COVID-19 first phase UK variant, SEM.

Particles of SARS-CoV-2 (yellow; artificially coloured) bud from an infected cell (pink).Credit: Steve Gschmeissner/SPL

People who become infected with SARS-CoV-2 after three doses of COVID-19 vaccine are much more likely to have the Omicron variant than the Delta variant, owing to Omicron’s ability to evade the immune system, according to US data.

One way in which viral variants can become dominant is by increasing their transmissibility, through faster replication or an enhanced ability to spread outside the body. Another route to dominance uses an increased ability to escape from immune systems that have learnt — through infection or vaccination — to recognize the virus.

Delta achieved its dominance with the former method: the virus could replicate much faster and to higher levels than could previous variants. “Delta did a lot of things through brute force,” says Nathan Grubaugh, an epidemiologist at Yale School of Public Health in New Haven, Connecticut.

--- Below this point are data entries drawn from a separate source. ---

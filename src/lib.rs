pub mod auth;
pub mod backend;
pub mod config;
pub mod db;
pub mod events;
pub mod pdf;
pub mod proposal;
pub mod session;

pub use auth::{StaticTokenProvider, TokenProvider};
pub use backend::BackendClient;
pub use config::Config;
pub use db::models::{Record, RecordPatch};
pub use db::RecordStore;
pub use pdf::PdfMaterializer;
pub use proposal::{Feasibility, ReadyProposal};
pub use session::ProposalSession;
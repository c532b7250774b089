//! One-time import of the old flat preference cache into the record table.
//!
//! The legacy file is a single JSON object holding two stringified entries:
//! `srs_cache` (filename -> SRS JSON) and `recent_bids` (a list of
//! `{name, ts}`). A non-empty record table means migration already ran or
//! was never needed. Partial migration is acceptable; malformed entries
//! are skipped.

use super::models::RecordPatch;
use super::{now_ms, upsert_locked};
use log::debug;
use rusqlite::Connection;
use serde_json::Value;
use std::path::Path;

pub(crate) fn migrate_if_needed(conn: &Connection, legacy_path: &Path) {
    let count: i64 = match conn.query_row("SELECT COUNT(*) FROM records", [], |row| row.get(0)) {
        Ok(n) => n,
        Err(_) => return,
    };
    if count > 0 {
        return;
    }

    let raw = match std::fs::read_to_string(legacy_path) {
        Ok(s) => s,
        Err(_) => return,
    };
    let prefs: Value = match serde_json::from_str(&raw) {
        Ok(v) => v,
        Err(e) => {
            debug!("legacy preference file unreadable, skipping migration: {e}");
            return;
        }
    };

    if let Some(cache) = prefs
        .get("srs_cache")
        .and_then(Value::as_str)
        .and_then(|s| serde_json::from_str::<Value>(s).ok())
    {
        if let Some(entries) = cache.as_object() {
            for (name, srs) in entries {
                let srs = match srs.as_str() {
                    Some(s) if !s.is_empty() => s,
                    _ => continue,
                };
                let patch = RecordPatch {
                    srs_json: Some(srs.to_string()),
                    ts: Some(now_ms()),
                    ..Default::default()
                };
                if upsert_locked(conn, name, patch).is_ok() {
                    debug!("migrated legacy SRS cache entry for {name}");
                }
            }
        }
    }

    if let Some(recents) = prefs
        .get("recent_bids")
        .and_then(Value::as_str)
        .and_then(|s| serde_json::from_str::<Value>(s).ok())
    {
        if let Some(entries) = recents.as_array() {
            for entry in entries {
                let name = match entry.get("name").and_then(Value::as_str) {
                    Some(n) if !n.is_empty() => n,
                    _ => continue,
                };
                let ts = entry.get("ts").and_then(Value::as_i64).unwrap_or_else(now_ms);
                let patch = RecordPatch {
                    ts: Some(ts),
                    ..Default::default()
                };
                let _ = upsert_locked(conn, name, patch);
            }
        }
    }
}
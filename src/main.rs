use anyhow::Result;
use bidforge::pdf::render::CommandRenderer;
use bidforge::{BackendClient, Config, PdfMaterializer, ProposalSession, RecordStore, StaticTokenProvider};
use log::{error, info};
use std::env;
use std::path::Path;
use std::sync::Arc;

#[tokio::main]
async fn main() -> Result<()> {
    dotenvy::dotenv().ok();
    env_logger::init();

    let config = Config::from_env();
    let store = Arc::new(RecordStore::open(&config.data_dir, config.recent_limit)?);
    let session = Arc::new(ProposalSession::with_poll_interval(config.poll_interval));
    let auth = Arc::new(StaticTokenProvider::new(
        env::var("BIDFORGE_ID_TOKEN").unwrap_or_default(),
        env::var("BIDFORGE_USER_EMAIL").ok(),
    ));
    let backend = Arc::new(BackendClient::new(
        &config.base_url,
        auth,
        Arc::clone(&store),
        Arc::clone(&session),
    )?);
    let pdf = PdfMaterializer::new(
        Arc::clone(&store),
        Arc::new(CommandRenderer::new(&config.renderer_cmd)),
        config.pdf_dir.clone(),
    );

    let args: Vec<String> = env::args().skip(1).collect();
    match (args.first().map(String::as_str), args.get(1)) {
        (Some("recent"), None) => {
            for rec in store.recent(config.recent_limit)? {
                let flags = format!(
                    "{}{}{}",
                    if rec.srs_json.is_some() { "S" } else { "-" },
                    if rec.proposal_json.is_some() { "P" } else { "-" },
                    if rec.pdf_path.is_some() { "D" } else { "-" },
                );
                println!("{}  {}  {}", rec.ts, flags, rec.filename);
            }
        }
        (Some("upload"), Some(path)) => {
            info!("uploading SRS document {path}");
            match backend.upload_srs_file(Path::new(path)).await {
                Some(body) => println!("{body}"),
                None => error!("upload failed"),
            }
        }
        (Some("propose"), Some(filename)) => {
            info!("requesting proposal for {filename}");
            session.set_waiting(filename);
            let generator = Arc::clone(&backend);
            let target = filename.clone();
            let generation =
                tokio::spawn(async move { generator.generate_proposal_for_file(&target).await });

            let ready = tokio::select! {
                ready = session.await_ready(&store) => ready,
                outcome = generation => match outcome {
                    Ok(Some(_)) => session.await_ready(&store).await,
                    _ => {
                        session.clear_waiting();
                        None
                    }
                },
            };
            match ready {
                Some(ready) => {
                    info!("proposal ready for {}", ready.filename);
                    println!("feasible: {:?}", ready.feasibility.feasible);
                    for reason in &ready.feasibility.reasons {
                        println!("  - {reason}");
                    }
                    println!(
                        "report html: {}",
                        if ready.report_html.is_some() { "yes" } else { "no" }
                    );
                }
                None => error!("no proposal was produced for {filename}"),
            }
        }
        (Some("pdf"), Some(filename)) => match pdf.ensure_pdf(filename, None).await {
            Some(path) => println!("{}", path.display()),
            None => error!("no PDF could be produced for {filename}"),
        },
        (Some("show"), Some(filename)) => match store.get_proposal_for_file(filename)? {
            Some(json) => {
                let feasibility = bidforge::proposal::extract_feasibility_str(&json);
                if let Some(feasible) = feasibility.feasible {
                    info!("feasible: {feasible}");
                }
                println!("{json}");
            }
            None => error!("no proposal stored for {filename}"),
        },
        (Some("profile"), None) => match backend.get_profile().await {
            Some(body) => println!("{body}"),
            None => error!("profile fetch failed"),
        },
        _ => {
            eprintln!("usage: bidforge <recent | upload FILE | propose FILENAME | pdf FILENAME | show FILENAME | profile>");
        }
    }
    Ok(())
}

Omicron seems to replicate even more quickly than Delta, but the number of virus particles in the body never reaches the same level, suggesting that the variant’s advantage lies elsewhere.

Delta vs Omicron

Grubaugh and his colleagues studied the results of 37,877 polymerase chain reaction tests on samples collected in Connecticut over two weeks in mid-December 2021, when Delta and Omicron each made up about 50% of COVID-19 cases in the area. The team determined which variant each test had detected, and correlated those data with the infected person’s vaccination status.

In a preprint1 posted on 25 January, the researchers reported that infected people who either were unvaccinated or had received only one dose of a vaccine were more likely to have Delta than Omicron. But infected people who had received two vaccine doses had almost two times higher odds of having Omicron than Delta, and those who had received three doses had three times higher odds of having Omicron.

That suggests that the Omicron variant is much better than Delta at breaking through the immunity conferred by vaccines. However, the team says that a third, booster shot still cuts the risk of Omicron infection by 50%. The findings have not yet been peer reviewed.

Unpublished work from Grubaugh’s lab suggests that the virus circulating in the bodies of vaccinated people has less genetic diversity than that in unvaccinated people, which implies that vaccines are not promoting new mutations. But as more people acquire immunity through infection or vaccination, viral strains that can evade the immune response will have an increasing advantage over others.

Nathaniel Landau, a microbiologist at New York University Grossman School of Medicine in New York City, says the work supports the idea that an Omicron-specific vaccine would be useful, although he adds that there is always the possibility of a very different strain becoming dominant in the future. A key remaining question, Landau says, is whether something about the biology of the virus makes it more transmissible, as well as better able to evade the immune system. For example, the virus’s propensity to live in the upper airways instead of in the lungs could cause it to spread more easily than Delta.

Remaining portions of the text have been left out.